- [Requirement]: Repeat the entries shown below with every word and mark intact.

Stored entries
────────────────

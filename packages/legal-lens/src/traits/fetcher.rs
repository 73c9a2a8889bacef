//! Document retrieval trait.

use async_trait::async_trait;

use crate::error::FetchResult;

/// Retrieves raw markup for a URL.
///
/// Implementations report every retrieval failure as a
/// [`crate::error::FetchError`]; an empty body is a success.
#[async_trait]
pub trait DocumentFetcher: Send + Sync {
    /// Fetch the document body as text.
    async fn fetch(&self, url: &str) -> FetchResult<String>;

    /// Name for logging.
    fn name(&self) -> &str;
}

────────────────

- [Solution to this exercise]:
filename packages/legal-lens/src/traits/fetcher.rs
repository 73c9a2a8889bacef
//! Document retrieval trait.

use async_trait::async_trait;

use crate::error::FetchResult;

/// Retrieves raw markup for a URL.
///
/// Implementations report every retrieval failure as a
/// [`crate::error::FetchError`]; an empty body is a success.
#[async_trait]
pub trait DocumentFetcher: Send + Sync {
    /// Fetch the document body as text.
    async fn fetch(&self, url: &str) -> FetchResult<String>;

    /// Name for logging.
    fn name(&self) -> &str;
}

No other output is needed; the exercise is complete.